Hi @alexander_penkin

Yes, RMSE and the weekly leaderboards have separate datasets and there is no historical claim information about these contracts available to you.

To clarify what the leaderboard datasets look like see below.

RMSE leaderboard data

The data in this leaderboard is a uniform sample similar to your training data. It contains the data of 5K policy holders tracked over 4 years (20K contracts in total). The aim for this is to give you a general idea of how well your model performs on claim estimation.

Weekly average profit leaderboards

These are 9 weekly leaderboards using the data of approximately 15K policy holders over 4 years (60K contracts in total). Each week the leaderboard will contain a sample of these 60K contracts equally distributed among the 9 weeks.

In addition we have made it so that the year of the policies in question generally increases with each weekly leaderboard. So for example, the first weekly leaderboard this Saturday, will contain mostly contracts with year = 1 in the data while the last weekly leaderboard in late February will contain mostly contracts with year = 4. The final test data will contain information about 100K policy holders all with year = 5 as noted previously in this thread.

I will update the over view page with some of this information shortly and please let me know if this doesn’t answer question.

simon_coulombe · December 23, 2020, 8:15pm

I haven’t seen the test dataset, where is it?

alfarzan · December 23, 2020, 8:32pm

Hi @simon_coulombe

In reality, an insurance company usually does not know what the incoming years’ portfolio will look like. They will price policies, based on their model, as and when they come in the new year. This is done without advance knowledge of the make-up of the whole portfolio.

To simulate this, we don’t provide you with the test dataset, nor do we provide you with the leaderboard datasets. This is one of the reasons that in this competition you are asked to provide your model code.

We use your model code on the test and leaderboard datasets to generate:

Premium prices that are used in the profit leaderboard and final competition evaluation. This uses your predict_premium function.
Claim value estimates that are used in the RMSE leaderboard. This uses your predict_expected_claim function.

Please let me know if this doesn’t answer your question

simon_coulombe · December 23, 2020, 9:25pm

thanks @alfarzan ,

Thanks for the reply. This is what I initially understood, but @alexander_penkin had me confused because of "For some rows in test data we have claim_amount for past 4 years "

clembrule · December 24, 2020, 5:37pm

I guess his point was that:

In the test data (year 5) you’ll be able to have information of what happened on the 4 first years thanks to the training data and id_policy.
In the RMSE leaderboard, you will have no same id_policy since it’s only 4 years, so you cannot use this information.

=> you can use past_claims in profit_leaderboard but not in rmse_leaderboard…

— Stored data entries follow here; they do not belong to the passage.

//! Database Connection Management
//!
//! This module provides the core database connection and startup migrations
//! using libsql for ObjectKernel's schema-flexible storage.
//!
//! # Architecture
//!
//! - **Path-agnostic**: accepts any valid PathBuf
//! - **Prefixed tables**: every table name carries a deployer-chosen prefix
//!   (default `kernel`), so several deployments can share one database file
//! - **WAL mode**: Write-Ahead Logging for better concurrency
//! - **Foreign keys**: enabled for referential integrity
//! - **JSON operators**: native SQLite JSON support for the attribute query layer
//! - **Numbered migrations**: V1..V6 applied once at startup in order, tracked
//!   in a `<prefix>_schema_migrations` table
//!
//! # Database Connection Patterns
//!
//! **Always use `connect_with_timeout()` in async functions** to avoid SQLite
//! thread-safety violations when the Tokio runtime moves futures between
//! threads. The 5-second busy timeout makes concurrent operations wait and
//! retry instead of failing immediately with `SQLITE_BUSY`.

use crate::db::error::DatabaseError;
use std::path::PathBuf;
use std::sync::Arc;

/// Default table prefix
pub const DEFAULT_TABLE_PREFIX: &str = "kernel";

/// Database service managing the libsql connection, table naming, and
/// startup migrations.
///
/// # Examples
///
/// ```no_run
/// use objectkernel_core::db::DatabaseService;
/// use std::path::PathBuf;
///
/// #[tokio::main]
/// async fn main() -> Result<(), Box<dyn std::error::Error>> {
///     let db = DatabaseService::new(PathBuf::from("./data/kernel.db"), "kernel").await?;
///     # let _ = db;
///     Ok(())
/// }
/// ```
#[derive(Debug, Clone)]
pub struct DatabaseService {
    /// libsql database handle (wrapped in Arc for sharing)
    pub db: Arc<libsql::Database>,

    /// Path to the database file
    pub db_path: PathBuf,

    /// Deployer-chosen table prefix
    prefix: String,
}

/// One numbered startup migration
struct Migration {
    version: i64,
    name: &'static str,
    statements: Vec<String>,
}
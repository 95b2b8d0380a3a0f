//! Metadata Descriptor Service
//!
//! Type descriptors live in an external metadata authority; this service
//! caches them in the store's metadata table and hands the mutator a valid
//! descriptor when one is available. A cached row is used while
//! `!stale && now < synced_at + ttl_minutes`, otherwise the authority is
//! asked again. Every use bumps the row's usage accounting.
//!
//! Descriptor availability is best-effort by design: when the authority is
//! down and the cache row is unusable, create-time enrichment is skipped
//! rather than failing the mutation.

use crate::db::ObjectStore;
use crate::models::MetadataEntry;
use crate::services::error::KernelError;
use async_trait::async_trait;
use chrono::Utc;
use serde_json::Value;
use std::collections::HashMap;
use std::sync::Arc;
use thiserror::Error;

#[derive(Error, Debug)]
pub enum MetadataError {
    #[error("Metadata authority unavailable: {0}")]
    Unavailable(String),

    #[error("Unknown type code: {0}")]
    UnknownType(String),
}

/// External source of type descriptors
#[async_trait]
pub trait MetadataAuthority: Send + Sync {
    async fn fetch_descriptor(&self, type_code: &str) -> Result<Value, MetadataError>;
}

/// Fixed in-memory authority for tests and local runs
pub struct StaticAuthority {
    descriptors: HashMap<String, Value>,
}

impl StaticAuthority {
    pub fn new() -> Self {
        Self {
            descriptors: HashMap::new(),
        }
    }

    pub fn with(mut self, type_code: impl Into<String>, descriptor: Value) -> Self {
        self.descriptors.insert(type_code.into(), descriptor);
        self
    }
}

impl Default for StaticAuthority {
    fn default() -> Self {
        Self::new()
    }
}

#[async_trait]
impl MetadataAuthority for StaticAuthority {
    async fn fetch_descriptor(&self, type_code: &str) -> Result<Value, MetadataError> {
        self.descriptors
            .get(type_code)
            .cloned()
            .ok_or_else(|| MetadataError::UnknownType(type_code.to_string()))
    }
}

/// Store-backed descriptor cache over a [`MetadataAuthority`]
pub struct MetadataService {
    store: Arc<dyn ObjectStore>,
    authority: Arc<dyn MetadataAuthority>,
    ttl_minutes: i64,
}

impl MetadataService {
    pub fn new(store: Arc<dyn ObjectStore>, authority: Arc<dyn MetadataAuthority>) -> Self {
        Self {
            store,
            authority,
            ttl_minutes: crate::models::DEFAULT_TTL_MINUTES,
        }
    }

    pub fn with_ttl_minutes(mut self, ttl_minutes: i64) -> Self {
        self.ttl_minutes = ttl_minutes;
        self
    }

    /// Usable descriptor for a type, or `None` when neither the cache row
    /// nor the authority can provide one. Never fails the caller.
    pub async fn descriptor_for(&self, type_code: &str) -> Option<MetadataEntry> {
        let now = Utc::now();

        let cached = match self.store.get_metadata(type_code).await {
            Ok(entry) => entry,
            Err(e) => {
                tracing::warn!(type_code, error = %e, "Metadata cache read failed");
                None
            }
        };

        if let Some(entry) = cached {
            if entry.is_valid_for_use(now) {
                self.touch(type_code).await;
                return Some(entry);
            }
        }

        match self.sync(type_code).await {
            Ok(entry) => {
                self.touch(type_code).await;
                Some(entry)
            }
            Err(e) => {
                tracing::warn!(type_code, error = %e, "Descriptor sync failed, skipping enrichment");
                None
            }
        }
    }

    /// Force a re-sync from the authority
    pub async fn refresh(&self, type_code: &str) -> Result<MetadataEntry, KernelError> {
        self.sync(type_code)
            .await
            .map_err(|e| KernelError::StoreUnavailable(e.to_string()))
    }

    /// Flag the cached row so the next read re-syncs
    pub async fn mark_stale(&self, type_code: &str) -> Result<(), KernelError> {
        self.store.mark_metadata_stale(type_code).await?;
        Ok(())
    }

    async fn sync(&self, type_code: &str) -> Result<MetadataEntry, MetadataError> {
        let descriptor = self.authority.fetch_descriptor(type_code).await?;
        let mut entry = MetadataEntry::synced(type_code, descriptor);
        entry.ttl_minutes = self.ttl_minutes;

        if let Err(e) = self.store.upsert_metadata(entry.clone()).await {
            // The fetched descriptor is still usable this once
            tracing::warn!(type_code, error = %e, "Metadata cache write failed");
        }
        Ok(entry)
    }

    async fn touch(&self, type_code: &str) {
        if let Err(e) = self.store.touch_metadata(type_code, Utc::now()).await {
            tracing::warn!(type_code, error = %e, "Metadata usage accounting failed");
        }
    }
}
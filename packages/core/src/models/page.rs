//! Pagination primitives
//!
//! Every listing operation takes a [`PageRequest`] and returns a [`Page`].
//! Page size is capped at 1000 so no query can turn into an unbounded scan.

use serde::{Deserialize, Serialize};

/// Hard upper bound on a single page
pub const MAX_PAGE_SIZE: u32 = 1000;

/// Default page size when the caller does not specify one
pub const DEFAULT_PAGE_SIZE: u32 = 20;

/// Zero-based page request
#[derive(Debug, Clone, Copy, PartialEq, Eq, Serialize, Deserialize)]
#[serde(rename_all = "camelCase")]
pub struct PageRequest {
    pub page: u32,
    pub size: u32,
}

impl PageRequest {
    pub fn new(page: u32, size: u32) -> Self {
        Self { page, size }
    }

    /// First page at the default size
    pub fn first() -> Self {
        Self {
            page: 0,
            size: DEFAULT_PAGE_SIZE,
        }
    }

    /// Clamp the size into `1..=MAX_PAGE_SIZE`
    pub fn clamped(self) -> Self {
        Self {
            page: self.page,
            size: self.size.clamp(1, MAX_PAGE_SIZE),
        }
    }

    /// SQL OFFSET for the clamped request
    pub fn offset(&self) -> i64 {
        i64::from(self.page) * i64::from(self.size)
    }

    /// SQL LIMIT for the clamped request
    pub fn limit(&self) -> i64 {
        i64::from(self.size)
    }
}

impl Default for PageRequest {
    fn default() -> Self {
        Self::first()
    }
}

/// One page of results plus the total match count
#[derive(Debug, Clone, PartialEq, Serialize, Deserialize)]
#[serde(rename_all = "camelCase")]
pub struct Page<T> {
    pub items: Vec<T>,
    pub total: u64,
    pub page: u32,
    pub size: u32,
}

impl<T> Page<T> {
    pub fn new(items: Vec<T>, total: u64, request: PageRequest) -> Self {
        Self {
            items,
            total,
            page: request.page,
            size: request.size,
        }
    }

    /// Empty page for a request that matched nothing
    pub fn empty(request: PageRequest) -> Self {
        Self::new(Vec::new(), 0, request)
    }
}

#[cfg(test)]
mod tests {
    use super::*;

    #[test]
    fn clamp_caps_oversized_requests() {
        let req = PageRequest::new(0, 5000).clamped();
        assert_eq!(req.size, MAX_PAGE_SIZE);

        let req = PageRequest::new(3, 0).clamped();
        assert_eq!(req.size, 1);
    }

    #[test]
    fn offset_is_page_times_size() {
        let req = PageRequest::new(2, 50).clamped();
        assert_eq!(req.offset(), 100);
        assert_eq!(req.limit(), 50);
    }
}
//! Relationship Tests
//!
//! Edges between objects: creation with endpoint checks, natural-key
//! uniqueness among active edges, retirement with events, and the
//! soft-delete cascade.

#[cfg(test)]
mod relationship_tests {
    use anyhow::Result;
    use objectkernel_core::db::{DatabaseService, ObjectStore, TursoStore};
    use objectkernel_core::models::{ActorContext, Cardinality, OutboxStatus};
    use objectkernel_core::services::{
        CreateObject, KernelError, MemoryCache, ObjectService, RelateObjects, RelationshipService,
    };
    use serde_json::json;
    use std::sync::Arc;
    use tempfile::TempDir;
    use uuid::Uuid;

    struct Setup {
        store: Arc<dyn ObjectStore>,
        mutator: ObjectService,
        relationships: RelationshipService,
    }

    async fn setup(dir: &TempDir) -> Result<Setup> {
        let db = DatabaseService::new(dir.path().join("kernel.db"), "kernel").await?;
        let store: Arc<dyn ObjectStore> = Arc::new(TursoStore::new(Arc::new(db)));
        let cache = Arc::new(MemoryCache::new());
        let mutator = ObjectService::new(Arc::clone(&store), cache);
        let relationships = RelationshipService::new(Arc::clone(&store));
        Ok(Setup {
            store,
            mutator,
            relationships,
        })
    }

    fn actor() -> ActorContext {
        ActorContext::user("graph-test")
    }

    async fn create_object(s: &Setup, tenant: Uuid, code: &str) -> Result<Uuid> {
        let record = s
            .mutator
            .create(
                tenant,
                &actor(),
                CreateObject {
                    type_code: "CAND".to_string(),
                    code: code.to_string(),
                    name: format!("Object {}", code),
                    data: json!({}),
                    metadata: None,
                },
            )
            .await?;
        Ok(record.id)
    }

    #[tokio::test]
    async fn relate_creates_the_edge_and_its_event_atomically() -> Result<()> {
        let dir = TempDir::new()?;
        let s = setup(&dir).await?;
        let tenant = Uuid::new_v4();
        let source = create_object(&s, tenant, "C-1").await?;
        let target = create_object(&s, tenant, "C-2").await?;

        let edge = s
            .relationships
            .relate(
                tenant,
                &actor(),
                RelateObjects {
                    cardinality: Cardinality::OneToOne,
                    bidirectional: true,
                    strength: 0.5,
                    ..RelateObjects::new(source, target, "refers_to")
                },
            )
            .await?;
        assert!(edge.active);
        assert_eq!(edge.cardinality, Cardinality::OneToOne);

        let events = s.store.list_outbox_for_aggregate(source).await?;
        let rel_event = events
            .iter()
            .find(|e| e.event_type == "relationship.created")
            .expect("relationship event missing");
        assert_eq!(rel_event.status, OutboxStatus::Pending);
        assert_eq!(rel_event.topic, "platform.kernel.relationship.created");
        assert_eq!(rel_event.payload["data"]["sourceObjectId"], json!(source));
        assert_eq!(rel_event.payload["data"]["targetObjectId"], json!(target));
        Ok(())
    }

    #[tokio::test]
    async fn duplicate_active_edges_conflict() -> Result<()> {
        let dir = TempDir::new()?;
        let s = setup(&dir).await?;
        let tenant = Uuid::new_v4();
        let source = create_object(&s, tenant, "C-1").await?;
        let target = create_object(&s, tenant, "C-2").await?;

        s.relationships
            .relate(
                tenant,
                &actor(),
                RelateObjects::new(source, target, "refers_to"),
            )
            .await?;
        let err = s
            .relationships
            .relate(
                tenant,
                &actor(),
                RelateObjects::new(source, target, "refers_to"),
            )
            .await
            .unwrap_err();
        assert!(matches!(err, KernelError::Conflict(_)));

        // A different type between the same endpoints is a different edge
        s.relationships
            .relate(
                tenant,
                &actor(),
                RelateObjects::new(source, target, "mentors"),
            )
            .await?;
        Ok(())
    }

    #[tokio::test]
    async fn unrelate_retires_the_edge_and_allows_recreation() -> Result<()> {
        let dir = TempDir::new()?;
        let s = setup(&dir).await?;
        let tenant = Uuid::new_v4();
        let source = create_object(&s, tenant, "C-1").await?;
        let target = create_object(&s, tenant, "C-2").await?;

        s.relationships
            .relate(
                tenant,
                &actor(),
                RelateObjects::new(source, target, "refers_to"),
            )
            .await?;
        s.relationships
            .unrelate(tenant, &actor(), source, target, "refers_to")
            .await?;

        assert!(s
            .relationships
            .related_of(tenant, source)
            .await?
            .is_empty());
        let deleted_event = s
            .store
            .list_outbox_for_aggregate(source)
            .await?
            .into_iter()
            .find(|e| e.event_type == "relationship.deleted");
        assert!(deleted_event.is_some());

        // Retired edges leave the natural-key namespace
        s.relationships
            .relate(
                tenant,
                &actor(),
                RelateObjects::new(source, target, "refers_to"),
            )
            .await?;

        // But a second unrelate of the retired edge is NotFound
        s.relationships
            .unrelate(tenant, &actor(), source, target, "refers_to")
            .await?;
        let err = s
            .relationships
            .unrelate(tenant, &actor(), source, target, "refers_to")
            .await
            .unwrap_err();
        assert!(matches!(err, KernelError::NotFound { .. }));
        Ok(())
    }

    #[tokio::test]
    async fn endpoints_must_exist_in_the_tenant() -> Result<()> {
        let dir = TempDir::new()?;
        let s = setup(&dir).await?;
        let tenant = Uuid::new_v4();
        let source = create_object(&s, tenant, "C-1").await?;

        let err = s
            .relationships
            .relate(
                tenant,
                &actor(),
                RelateObjects::new(source, Uuid::new_v4(), "refers_to"),
            )
            .await
            .unwrap_err();
        assert!(matches!(err, KernelError::NotFound { .. }));

        // Same ids under a foreign tenant are invisible
        let target = create_object(&s, tenant, "C-2").await?;
        let err = s
            .relationships
            .relate(
                Uuid::new_v4(),
                &actor(),
                RelateObjects::new(source, target, "refers_to"),
            )
            .await
            .unwrap_err();
        assert!(matches!(err, KernelError::NotFound { .. }));
        Ok(())
    }

    #[tokio::test]
    async fn strength_outside_the_unit_interval_is_rejected() -> Result<()> {
        let dir = TempDir::new()?;
        let s = setup(&dir).await?;
        let tenant = Uuid::new_v4();
        let source = create_object(&s, tenant, "C-1").await?;
        let target = create_object(&s, tenant, "C-2").await?;

        let err = s
            .relationships
            .relate(
                tenant,
                &actor(),
                RelateObjects {
                    strength: 1.5,
                    ..RelateObjects::new(source, target, "refers_to")
                },
            )
            .await
            .unwrap_err();
        assert!(matches!(err, KernelError::InvalidArgument(_)));
        Ok(())
    }

    #[tokio::test]
    async fn soft_deleting_an_endpoint_retires_its_edges() -> Result<()> {
        let dir = TempDir::new()?;
        let s = setup(&dir).await?;
        let tenant = Uuid::new_v4();
        let a = create_object(&s, tenant, "C-1").await?;
        let b = create_object(&s, tenant, "C-2").await?;
        let c = create_object(&s, tenant, "C-3").await?;

        s.relationships
            .relate(tenant, &actor(), RelateObjects::new(a, b, "refers_to"))
            .await?;
        s.relationships
            .relate(tenant, &actor(), RelateObjects::new(c, a, "mentors"))
            .await?;

        // Deleting A retires both the outgoing and the incoming edge
        s.mutator.soft_delete(tenant, &actor(), a, None).await?;

        assert!(s.relationships.related_of(tenant, a).await?.is_empty());
        assert!(s.relationships.referencing(tenant, a).await?.is_empty());
        assert!(s.relationships.related_of(tenant, c).await?.is_empty());
        Ok(())
    }

    #[tokio::test]
    async fn navigation_is_one_hop_in_both_directions() -> Result<()> {
        let dir = TempDir::new()?;
        let s = setup(&dir).await?;
        let tenant = Uuid::new_v4();
        let a = create_object(&s, tenant, "C-1").await?;
        let b = create_object(&s, tenant, "C-2").await?;
        let c = create_object(&s, tenant, "C-3").await?;

        s.relationships
            .relate(
                tenant,
                &actor(),
                RelateObjects {
                    display_order: 2,
                    ..RelateObjects::new(a, b, "refers_to")
                },
            )
            .await?;
        s.relationships
            .relate(
                tenant,
                &actor(),
                RelateObjects {
                    display_order: 1,
                    ..RelateObjects::new(a, c, "refers_to")
                },
            )
            .await?;

        let outgoing = s.relationships.related_of(tenant, a).await?;
        assert_eq!(outgoing.len(), 2);
        // display_order drives the listing
        assert_eq!(outgoing[0].target_id, c);
        assert_eq!(outgoing[1].target_id, b);

        let incoming = s.relationships.referencing(tenant, b).await?;
        assert_eq!(incoming.len(), 1);
        assert_eq!(incoming[0].source_id, a);
        Ok(())
    }
}
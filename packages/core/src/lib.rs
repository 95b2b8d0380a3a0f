//! ObjectKernel Core
//!
//! This crate provides the core of a multi-tenant, schema-flexible object
//! store that records, versions, relates, and broadcasts changes to
//! arbitrary business entities keyed by `(tenant, type, code)`.
//!
//! # Architecture
//!
//! - **Schema-flexible documents**: all entity data lives in a JSON `data`
//!   field; the store enforces presence checks only
//! - **Linear history**: every mutation appends an immutable version row in
//!   the same transaction as the live-row write
//! - **Transactional outbox**: events are committed with the state change
//!   and drained to the message bus by background workers - nothing
//!   publishes directly
//! - **Look-aside cache**: advisory, invalidate-after-commit; the store is
//!   always the source of truth
//! - **libsql**: embedded SQLite-compatible persistence with JSON1 operators
//!
//! # Modules
//!
//! - [`models`] - data structures (ObjectRecord, ObjectVersion, OutboxEntry, ...)
//! - [`diff`] - structural JSON diff recorded on UPDATE versions
//! - [`db`] - persistence layer (migrations, ObjectStore trait, libsql backend)
//! - [`services`] - mutation pipeline, reader, dispatcher, and the [`services::Kernel`] composition
//! - [`config`] - runtime configuration struct

pub mod config;
pub mod db;
pub mod diff;
pub mod models;
pub mod services;

// Re-exports
pub use config::KernelConfig;
pub use db::{DatabaseError, DatabaseService, ObjectStore, TursoStore};
pub use models::{ActorContext, ObjectRecord, ObjectStatus, Page, PageRequest};
pub use services::{Kernel, KernelError, ObjectReader, ObjectService};

/// Install the process-wide tracing subscriber, honoring `RUST_LOG`.
///
/// Safe to call more than once; later calls are no-ops.
pub fn init_tracing() {
    use tracing_subscriber::EnvFilter;

    let _ = tracing_subscriber::fmt()
        .with_env_filter(
            EnvFilter::try_from_default_env().unwrap_or_else(|_| EnvFilter::new("info")),
        )
        .try_init();
}
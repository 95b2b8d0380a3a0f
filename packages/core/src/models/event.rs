//! Event envelope published to the message bus
//!
//! The envelope is built at mutation time, serialized into the outbox row's
//! payload, and shipped verbatim by the dispatcher. Consumers key dedupe on
//! `eventId` plus the outbox idempotency key.
//!
//! Wire shape (§ camelCase):
//!
//! ```json
//! {
//!   "eventId": "<uuid>",
//!   "eventType": "object.created",
//!   "timestamp": "<rfc3339>",
//!   "source": "kernel",
//!   "tenantId": "<uuid>",
//!   "data": { "objectId": "...", "objectTypeCode": "...", ... }
//! }
//! ```

use chrono::{DateTime, Utc};
use serde::{Deserialize, Serialize};
use uuid::Uuid;

use crate::models::{ObjectRecord, ObjectRelationship};

/// Source tag stamped on every envelope
pub const EVENT_SOURCE: &str = "kernel";

/// Topic prefix for all kernel events
pub const TOPIC_PREFIX: &str = "platform.kernel";

/// Object lifecycle event types
pub mod event_types {
    pub const OBJECT_CREATED: &str = "object.created";
    pub const OBJECT_UPDATED: &str = "object.updated";
    pub const OBJECT_DELETED: &str = "object.deleted";
    pub const OBJECT_RESTORED: &str = "object.restored";
    pub const OBJECT_STATUS_CHANGED: &str = "object.status_changed";
    pub const RELATIONSHIP_CREATED: &str = "relationship.created";
    pub const RELATIONSHIP_DELETED: &str = "relationship.deleted";
}

/// Resolve the bus topic for an event type
///
/// `object.created` -> `platform.kernel.object.created`
pub fn topic_for(event_type: &str) -> String {
    format!("{}.{}", TOPIC_PREFIX, event_type)
}

/// Object payload section of the envelope
#[derive(Debug, Clone, PartialEq, Serialize, Deserialize)]
#[serde(rename_all = "camelCase")]
pub struct ObjectEventData {
    pub object_id: Uuid,
    pub object_type_code: String,
    pub object_code: String,
    pub status: String,
    pub version: i64,
    /// Full object document at the time of the change
    pub payload: serde_json::Value,
}

/// Relationship payload section of the envelope
#[derive(Debug, Clone, PartialEq, Serialize, Deserialize)]
#[serde(rename_all = "camelCase")]
pub struct RelationshipEventData {
    pub relationship_id: Uuid,
    pub source_object_id: Uuid,
    pub target_object_id: Uuid,
    pub relationship_type: String,
}

/// The published value: a UTF-8 JSON document
#[derive(Debug, Clone, PartialEq, Serialize, Deserialize)]
#[serde(rename_all = "camelCase")]
pub struct EventEnvelope {
    pub event_id: Uuid,
    pub event_type: String,
    pub timestamp: DateTime<Utc>,
    pub source: String,
    pub tenant_id: Uuid,
    pub data: serde_json::Value,
}

impl EventEnvelope {
    /// Envelope for an object lifecycle event, captured from the post-change record
    pub fn for_object(event_type: &str, record: &ObjectRecord) -> Self {
        let data = ObjectEventData {
            object_id: record.id,
            object_type_code: record.type_code.clone(),
            object_code: record.code.clone(),
            status: record.status.as_str().to_string(),
            version: record.version,
            payload: record.data.clone(),
        };
        Self {
            event_id: Uuid::new_v4(),
            event_type: event_type.to_string(),
            timestamp: Utc::now(),
            source: EVENT_SOURCE.to_string(),
            tenant_id: record.tenant_id,
            data: serde_json::to_value(data).unwrap_or(serde_json::Value::Null),
        }
    }

    /// Envelope for a relationship event
    pub fn for_relationship(
        event_type: &str,
        tenant_id: Uuid,
        relationship: &ObjectRelationship,
    ) -> Self {
        let data = RelationshipEventData {
            relationship_id: relationship.id,
            source_object_id: relationship.source_id,
            target_object_id: relationship.target_id,
            relationship_type: relationship.rel_type.clone(),
        };
        Self {
            event_id: Uuid::new_v4(),
            event_type: event_type.to_string(),
            timestamp: Utc::now(),
            source: EVENT_SOURCE.to_string(),
            tenant_id,
            data: serde_json::to_value(data).unwrap_or(serde_json::Value::Null),
        }
    }

    /// Serialize into the outbox payload column
    pub fn to_value(&self) -> serde_json::Value {
        serde_json::to_value(self).unwrap_or(serde_json::Value::Null)
    }
}

#[cfg(test)]
mod tests {
    use super::*;
    use crate::models::ActorContext;
    use serde_json::json;

    #[test]
    fn topic_resolution_prefixes_event_type() {
        assert_eq!(
            topic_for(event_types::OBJECT_CREATED),
            "platform.kernel.object.created"
        );
        assert_eq!(
            topic_for(event_types::RELATIONSHIP_DELETED),
            "platform.kernel.relationship.deleted"
        );
    }

    #[test]
    fn object_envelope_carries_camel_case_wire_shape() {
        let actor = ActorContext::user("t");
        let record = ObjectRecord::new(
            Uuid::new_v4(),
            "CAND".to_string(),
            "C-1".to_string(),
            "Candidate".to_string(),
            json!({"n": 1}),
            &actor,
        );

        let envelope = EventEnvelope::for_object(event_types::OBJECT_CREATED, &record);
        let value = envelope.to_value();

        assert_eq!(value["eventType"], "object.created");
        assert_eq!(value["source"], "kernel");
        assert_eq!(value["tenantId"], json!(record.tenant_id));
        assert_eq!(value["data"]["objectId"], json!(record.id));
        assert_eq!(value["data"]["objectTypeCode"], "CAND");
        assert_eq!(value["data"]["objectCode"], "C-1");
        assert_eq!(value["data"]["status"], "ACTIVE");
        assert_eq!(value["data"]["version"], 1);
        assert_eq!(value["data"]["payload"], json!({"n": 1}));
    }
}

edwin_graham · February 9, 2021, 10:57am

Are we allowed to know the proportion of test rows that are id_policy values that are in the training set? I thought I read in one of the other threads that it was 60:40 in one direction or the other, but I can’t find that now and it’s not on the front page.

alfarzan · February 9, 2021, 4:54pm

Hi @edwin_graham

Yes it’s not explicitly written. The final test set has 100K policy IDs with year = 5. Your training data consists of 60K policies with years 1 - 4. The 5th year for all of these policies appears in the test.

On the dataset section on the overview page this is described in detail if I’m correct?